Continuing their great success in many areas, DNNs are being deployed in critical systems such as personal identity recognition systems and autonomous vehicles. This creates great security concerns about the DNN deployment. In the recent years, researchers have already investigated various types of adversarial example attacks on DNNs and proposed algorithmic countermeasures for adversarial examples. In this paper, we have proposed a new type of stealthy bit-flip attack on protected DNNs to compromise their robustness while reserving their accuracy, by attacking the DNN weight parameters in the hardware. We mathematically formulate this stealthy attack as an optimization problem and introduce a gradient-based algorithm to efficiently find the most vulnerable weight bits. Experimental results demonstrate that the robustness of protected DNNs can significantly decrease under our adversarial attack with a small number of bit-flips, while there is negligible accuracy loss for clean inputs. Our attack on TRADES [13] protection-based models can decrease the robustness value by 59.9%59.9\% to 72.9%72.9\%.

Our proposed stealthy attack opens new opportunities regarding the attack and defense of DNNs with an emphasis on software-hardware co-design.
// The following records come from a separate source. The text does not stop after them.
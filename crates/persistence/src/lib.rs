// Copyright (C) 2026 Fred Clausen
// Use of this source code is governed by an MIT-style
// license that can be found in the LICENSE file or at
// https://opensource.org/licenses/MIT.

//! `SQLite` persistence for the Clark lifecycle engine.
//!
//! [`Persistence`] implements every repository trait of the core crate on top
//! of Diesel. One connection is shared behind a mutex; each state-changing
//! call opens an immediate transaction in which the compare-and-set check,
//! the update and the audit insert commit together.
//!
//! ## Layout
//!
//! - `backend::sqlite`: connection setup, PRAGMAs, migrations
//! - `queries/`: read-side Diesel DSL, one module per aggregate
//! - `mutations/`: write-side Diesel DSL
//! - `repositories`: the trait implementations tying both together
//!
//! ## Storage conventions
//!
//! - Enumerations are stored by their `as_str` form
//! - Timestamps are RFC 3339 strings in UTC
//! - String maps (interaction metadata, notification payloads) are JSON objects
//!
//! ## Testing
//!
//! Tests run against a fresh shared-cache in-memory database per
//! [`Persistence::new_in_memory`] call.

#![deny(
    clippy::pedantic,
    clippy::cargo,
    clippy::nursery,
    clippy::style,
    clippy::correctness,
    clippy::all,
    clippy::suspicious,
    clippy::complexity,
    clippy::perf,
    clippy::unwrap_used,
    clippy::expect_used
)]
#![allow(clippy::multiple_crate_versions)]

mod backend;
mod data_models;
mod diesel_schema;
mod error;
mod mutations;
mod queries;
mod repositories;

#[cfg(test)]
mod tests;

use diesel::{Connection, SqliteConnection};
use std::path::Path;
use std::sync::atomic::{AtomicU64, Ordering};
use std::sync::{Mutex, MutexGuard};

pub use error::PersistenceError;

/// Atomic counter for generating unique in-memory database names.
///
/// Each call to `new_in_memory()` receives a unique sequential ID.
static DB_COUNTER: AtomicU64 = AtomicU64::new(0);

/// Diesel-backed implementation of the core repository traits.
pub struct Persistence {
    conn: Mutex<SqliteConnection>,
}

impl Persistence {
    /// Creates a persistence adapter with an isolated in-memory `SQLite` database.
    ///
    /// # Errors
    ///
    /// Returns an error if the database cannot be initialized.
    pub fn new_in_memory() -> Result<Self, PersistenceError> {
        let db_id: u64 = DB_COUNTER.fetch_add(1, Ordering::SeqCst);
        let shared_memory_url: String =
            format!("file:clark_memdb_{db_id}?mode=memory&cache=shared");

        let mut conn: SqliteConnection = backend::sqlite::initialize_database(&shared_memory_url)?;
        backend::sqlite::verify_foreign_key_enforcement(&mut conn)?;

        Ok(Self {
            conn: Mutex::new(conn),
        })
    }

    /// Creates a persistence adapter with a file-based `SQLite` database.
    ///
    /// # Arguments
    ///
    /// * `path` - The path to the `SQLite` database file
    ///
    /// # Errors
    ///
    /// Returns an error if the database cannot be opened or initialized.
    pub fn new_with_file<P: AsRef<Path>>(path: P) -> Result<Self, PersistenceError> {
        let path_str: &str = path.as_ref().to_str().ok_or_else(|| {
            PersistenceError::InitializationError(String::from("Invalid database path"))
        })?;

        let mut conn: SqliteConnection = backend::sqlite::initialize_database(path_str)?;
        backend::sqlite::enable_wal_mode(&mut conn)?;
        backend::sqlite::verify_foreign_key_enforcement(&mut conn)?;

        Ok(Self {
            conn: Mutex::new(conn),
        })
    }

    fn connection(&self) -> Result<MutexGuard<'_, SqliteConnection>, PersistenceError> {
        self.conn.lock().map_err(|_| PersistenceError::LockPoisoned)
    }

    /// Runs read-only work on the shared connection.
    fn read<T>(
        &self,
        work: impl FnOnce(&mut SqliteConnection) -> Result<T, PersistenceError>,
    ) -> Result<T, PersistenceError> {
        let mut conn: MutexGuard<'_, SqliteConnection> = self.connection()?;
        work(&mut *conn)
    }

    /// Runs `work` in an immediate transaction; any error rolls it back.
    fn write<T>(
        &self,
        work: impl FnOnce(&mut SqliteConnection) -> Result<T, PersistenceError>,
    ) -> Result<T, PersistenceError> {
        let mut conn: MutexGuard<'_, SqliteConnection> = self.connection()?;
        conn.immediate_transaction(work)
    }
}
In future work, we plan to investigate corresponding defenses for this new type of attack. For example, one may attempt to reconstruct DNN weights in a way such that the change in a weight value diffuses to its neighbor weights and hence removing the stealthy attribute.

Acknowledgements

We acknowledge the support from Government of Canada Technology Demonstration Program and MDA Systems Ltd; NSERC Discovery Grant RGPIN341516, RGPIN-2019-04613, DGECR-2019-00120, Alliance Grant ALLRP-552042-2020, COHESA (NETGP485577-15), CWSE PDF (470957); CFI John R. Evans Leaders Fund; Simon Fraser University New Faculty Start-up Grant.